• Instructions to follow:
Nothing in the entries may be altered; copy them in full.

(Stored data entries)
=== Begin Enclosure ===

//! Entity index maintenance over the `entity_index` table.
//!
//! # Responsibility
//! - Replace one layer's index rows from its document (`reindex`).
//! - Hand uids released by a rewrite or removal to the next layer holding
//!   them (`restore`).
//! - Rebuild every row from stored documents (`rebuild_all`).
//! - Serve uid and status lookups.
//!
//! # Invariants
//! - Only called with a connection that is inside the caller's write
//!   transaction; these functions never open or commit transactions.
//! - A uid present in several layers is owned by the smallest layer name;
//!   within one document the first occurrence wins. Live writes and
//!   `rebuild_all` apply the same rule, so a rebuild never changes an owner.

use crate::model::entry::{IndexEntry, STATUS_FIELD};
use crate::model::extract::extract_items;
use crate::model::layer::LayerKind;
use crate::model::uid::UidKind;
use crate::repo::document_store::{load_all_layers, StoreError, StoreResult};
use log::{debug, warn};
use rusqlite::{params, Connection, OptionalExtension, Row};
use serde_json::Value;
use std::collections::{BTreeSet, HashSet};

const ENTRY_SELECT_SQL: &str = "SELECT uid, layer, item FROM entity_index";

/// Replaces every index row attributed to `layer` with the items of `doc`.
///
/// `doc` must already be persisted in `layers`. Uids the layer owned before
/// and no longer holds are handed to the next layer that still contains
/// them. Returns the number of rows written for `layer`.
pub(crate) fn reindex(conn: &Connection, layer: &str, doc: &Value) -> StoreResult<usize> {
    let released = release_layer(conn, layer)?;

    let mut claimed: HashSet<String> = HashSet::new();
    let mut written = 0;
    for location in extract_items(LayerKind::from_name(layer), doc) {
        if !claimed.insert(location.uid.clone()) {
            warn!(
                "event=index_uid_conflict module=index status=skipped layer={layer} owner={layer} uid={}",
                location.uid
            );
            continue;
        }
        let Some(item) = doc.pointer(&location.pointer) else {
            continue;
        };
        if let Some(owner) = owner_of(conn, &location.uid)? {
            if owner.as_str() < layer {
                warn!(
                    "event=index_uid_conflict module=index status=skipped layer={layer} owner={owner} uid={}",
                    location.uid
                );
                continue;
            }
        }
        upsert_entry(conn, &location.uid, layer, item)?;
        written += 1;
    }

    let orphaned: BTreeSet<String> = released
        .into_iter()
        .filter(|uid| !claimed.contains(uid))
        .collect();
    restore(conn, orphaned)?;

    Ok(written)
}

/// Deletes every index row owned by `layer` and returns the released uids.
pub(crate) fn release_layer(conn: &Connection, layer: &str) -> StoreResult<Vec<String>> {
    let mut stmt = conn.prepare_cached("SELECT uid FROM entity_index WHERE layer = ?1;")?;
    let released = stmt
        .query_map([layer], |row| row.get::<_, String>(0))?
        .collect::<Result<Vec<_>, _>>()?;
    conn.execute("DELETE FROM entity_index WHERE layer = ?1;", [layer])?;
    Ok(released)
}

/// Indexes each uid in `uids` from the first stored layer, by name, that
/// still contains it. Uids found nowhere stay unindexed.
pub(crate) fn restore(conn: &Connection, mut uids: BTreeSet<String>) -> StoreResult<usize> {
    if uids.is_empty() {
        return Ok(0);
    }

    let mut restored = 0;
    for (layer, doc) in load_all_layers(conn)? {
        for location in extract_items(LayerKind::from_name(&layer), &doc) {
            if !uids.remove(&location.uid) {
                continue;
            }
            if let Some(item) = doc.pointer(&location.pointer) {
                upsert_entry(conn, &location.uid, &layer, item)?;
                restored += 1;
            }
        }
        if uids.is_empty() {
            break;
        }
    }

    debug!("event=index_restore module=index status=ok restored={restored} unresolved={}", uids.len());
    Ok(restored)
}

/// Drops the whole index and re-derives it from `layers`, visited in name
/// order.
pub(crate) fn rebuild_all(conn: &Connection, layers: &[(String, Value)]) -> StoreResult<usize> {
    conn.execute("DELETE FROM entity_index;", [])?;
    let mut total = 0;
    for (layer, doc) in layers {
        total += reindex(conn, layer, doc)?;
    }
    Ok(total)
}

fn owner_of(conn: &Connection, uid: &str) -> StoreResult<Option<String>> {
    Ok(conn
        .query_row(
            "SELECT layer FROM entity_index WHERE uid = ?1;",
            [uid],
            |row| row.get::<_, String>(0),
        )
        .optional()?)
}

fn upsert_entry(conn: &Connection, uid: &str, layer: &str, item: &Value) -> StoreResult<()> {
    let mut stmt = conn.prepare_cached(
        "INSERT INTO entity_index (uid, layer, kind, status, item)
         VALUES (?1, ?2, ?3, ?4, ?5)
         ON CONFLICT(uid) DO UPDATE SET
            layer = excluded.layer,
            kind = excluded.kind,
            status = excluded.status,
            item = excluded.item;",
    )?;
    stmt.execute(params![
        uid,
        layer,
        UidKind::of_uid(uid).map(UidKind::prefix),
        item.get(STATUS_FIELD).and_then(Value::as_str),
        serde_json::to_string(item)?,
    ])?;
    Ok(())
}

pub(crate) fn find(conn: &Connection, uid: &str) -> StoreResult<Option<IndexEntry>> {
    conn.query_row(
        &format!("{ENTRY_SELECT_SQL} WHERE uid = ?1;"),
        [uid],
        |row| Ok(parse_entry_row(row)),
    )
    .optional()?
    .transpose()
}

pub(crate) fn list_by_status(conn: &Connection, status: &str) -> StoreResult<Vec<IndexEntry>> {
    let mut stmt = conn.prepare(&format!(
        "{ENTRY_SELECT_SQL} WHERE status = ?1 ORDER BY uid ASC;"
    ))?;
    let entries = collect_entries(stmt.query([status])?);
    entries
}

pub(crate) fn list_all(conn: &Connection) -> StoreResult<Vec<IndexEntry>> {
    let mut stmt = conn.prepare(&format!("{ENTRY_SELECT_SQL} ORDER BY uid ASC;"))?;
    let entries = collect_entries(stmt.query([])?);
    entries
}

fn collect_entries(mut rows: rusqlite::Rows<'_>) -> StoreResult<Vec<IndexEntry>> {
    let mut entries = Vec::new();
    while let Some(row) = rows.next()? {
        entries.push(parse_entry_row(row)?);
    }
    Ok(entries)
}

fn parse_entry_row(row: &Row<'_>) -> StoreResult<IndexEntry> {
    let uid: String = row.get("uid")?;
    let layer: String = row.get("layer")?;
    let item_text: String = row.get("item")?;
    let item = serde_json::from_str(&item_text).map_err(|err| {
        StoreError::InvalidData(format!("invalid item json for `{uid}` in entity_index.item: {err}"))
    })?;
    Ok(IndexEntry::new(uid, layer, item))
}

=== End Enclosure ===

• Problem solution:
//! Entity index maintenance over the `entity_index` table.
//!
//! # Responsibility
//! - Replace one layer's index rows from its document (`reindex`).
//! - Hand uids released by a rewrite or removal to the next layer holding
//!   them (`restore`).
//! - Rebuild every row from stored documents (`rebuild_all`).
//! - Serve uid and status lookups.
//!
//! # Invariants
//! - Only called with a connection that is inside the caller's write
//!   transaction; these functions never open or commit transactions.
//! - A uid present in several layers is owned by the smallest layer name;
//!   within one document the first occurrence wins. Live writes and
//!   `rebuild_all` apply the same rule, so a rebuild never changes an owner.

use crate::model::entry::{IndexEntry, STATUS_FIELD};
use crate::model::extract::extract_items;
use crate::model::layer::LayerKind;
use crate::model::uid::UidKind;
use crate::repo::document_store::{load_all_layers, StoreError, StoreResult};
use log::{debug, warn};
use rusqlite::{params, Connection, OptionalExtension, Row};
use serde_json::Value;
use std::collections::{BTreeSet, HashSet};

const ENTRY_SELECT_SQL: &str = "SELECT uid, layer, item FROM entity_index";

/// Replaces every index row attributed to `layer` with the items of `doc`.
///
/// `doc` must already be persisted in `layers`. Uids the layer owned before
/// and no longer holds are handed to the next layer that still contains
/// them. Returns the number of rows written for `layer`.
pub(crate) fn reindex(conn: &Connection, layer: &str, doc: &Value) -> StoreResult<usize> {
    let released = release_layer(conn, layer)?;

    let mut claimed: HashSet<String> = HashSet::new();
    let mut written = 0;
    for location in extract_items(LayerKind::from_name(layer), doc) {
        if !claimed.insert(location.uid.clone()) {
            warn!(
                "event=index_uid_conflict module=index status=skipped layer={layer} owner={layer} uid={}",
                location.uid
            );
            continue;
        }
        let Some(item) = doc.pointer(&location.pointer) else {
            continue;
        };
        if let Some(owner) = owner_of(conn, &location.uid)? {
            if owner.as_str() < layer {
                warn!(
                    "event=index_uid_conflict module=index status=skipped layer={layer} owner={owner} uid={}",
                    location.uid
                );
                continue;
            }
        }
        upsert_entry(conn, &location.uid, layer, item)?;
        written += 1;
    }

    let orphaned: BTreeSet<String> = released
        .into_iter()
        .filter(|uid| !claimed.contains(uid))
        .collect();
    restore(conn, orphaned)?;

    Ok(written)
}

/// Deletes every index row owned by `layer` and returns the released uids.
pub(crate) fn release_layer(conn: &Connection, layer: &str) -> StoreResult<Vec<String>> {
    let mut stmt = conn.prepare_cached("SELECT uid FROM entity_index WHERE layer = ?1;")?;
    let released = stmt
        .query_map([layer], |row| row.get::<_, String>(0))?
        .collect::<Result<Vec<_>, _>>()?;
    conn.execute("DELETE FROM entity_index WHERE layer = ?1;", [layer])?;
    Ok(released)
}

/// Indexes each uid in `uids` from the first stored layer, by name, that
/// still contains it. Uids found nowhere stay unindexed.
pub(crate) fn restore(conn: &Connection, mut uids: BTreeSet<String>) -> StoreResult<usize> {
    if uids.is_empty() {
        return Ok(0);
    }

    let mut restored = 0;
    for (layer, doc) in load_all_layers(conn)? {
        for location in extract_items(LayerKind::from_name(&layer), &doc) {
            if !uids.remove(&location.uid) {
                continue;
            }
            if let Some(item) = doc.pointer(&location.pointer) {
                upsert_entry(conn, &location.uid, &layer, item)?;
                restored += 1;
            }
        }
        if uids.is_empty() {
            break;
        }
    }

    debug!("event=index_restore module=index status=ok restored={restored} unresolved={}", uids.len());
    Ok(restored)
}

/// Drops the whole index and re-derives it from `layers`, visited in name
/// order.
pub(crate) fn rebuild_all(conn: &Connection, layers: &[(String, Value)]) -> StoreResult<usize> {
    conn.execute("DELETE FROM entity_index;", [])?;
    let mut total = 0;
    for (layer, doc) in layers {
        total += reindex(conn, layer, doc)?;
    }
    Ok(total)
}

fn owner_of(conn: &Connection, uid: &str) -> StoreResult<Option<String>> {
    Ok(conn
        .query_row(
            "SELECT layer FROM entity_index WHERE uid = ?1;",
            [uid],
            |row| row.get::<_, String>(0),
        )
        .optional()?)
}

fn upsert_entry(conn: &Connection, uid: &str, layer: &str, item: &Value) -> StoreResult<()> {
    let mut stmt = conn.prepare_cached(
        "INSERT INTO entity_index (uid, layer, kind, status, item)
         VALUES (?1, ?2, ?3, ?4, ?5)
         ON CONFLICT(uid) DO UPDATE SET
            layer = excluded.layer,
            kind = excluded.kind,
            status = excluded.status,
            item = excluded.item;",
    )?;
    stmt.execute(params![
        uid,
        layer,
        UidKind::of_uid(uid).map(UidKind::prefix),
        item.get(STATUS_FIELD).and_then(Value::as_str),
        serde_json::to_string(item)?,
    ])?;
    Ok(())
}

pub(crate) fn find(conn: &Connection, uid: &str) -> StoreResult<Option<IndexEntry>> {
    conn.query_row(
        &format!("{ENTRY_SELECT_SQL} WHERE uid = ?1;"),
        [uid],
        |row| Ok(parse_entry_row(row)),
    )
    .optional()?
    .transpose()
}

pub(crate) fn list_by_status(conn: &Connection, status: &str) -> StoreResult<Vec<IndexEntry>> {
    let mut stmt = conn.prepare(&format!(
        "{ENTRY_SELECT_SQL} WHERE status = ?1 ORDER BY uid ASC;"
    ))?;
    let entries = collect_entries(stmt.query([status])?);
    entries
}

pub(crate) fn list_all(conn: &Connection) -> StoreResult<Vec<IndexEntry>> {
    let mut stmt = conn.prepare(&format!("{ENTRY_SELECT_SQL} ORDER BY uid ASC;"))?;
    let entries = collect_entries(stmt.query([])?);
    entries
}

fn collect_entries(mut rows: rusqlite::Rows<'_>) -> StoreResult<Vec<IndexEntry>> {
    let mut entries = Vec::new();
    while let Some(row) = rows.next()? {
        entries.push(parse_entry_row(row)?);
    }
    Ok(entries)
}

fn parse_entry_row(row: &Row<'_>) -> StoreResult<IndexEntry> {
    let uid: String = row.get("uid")?;
    let layer: String = row.get("layer")?;
    let item_text: String = row.get("item")?;
    let item = serde_json::from_str(&item_text).map_err(|err| {
        StoreError::InvalidData(format!("invalid item json for `{uid}` in entity_index.item: {err}"))
    })?;
    Ok(IndexEntry::new(uid, layer, item))
}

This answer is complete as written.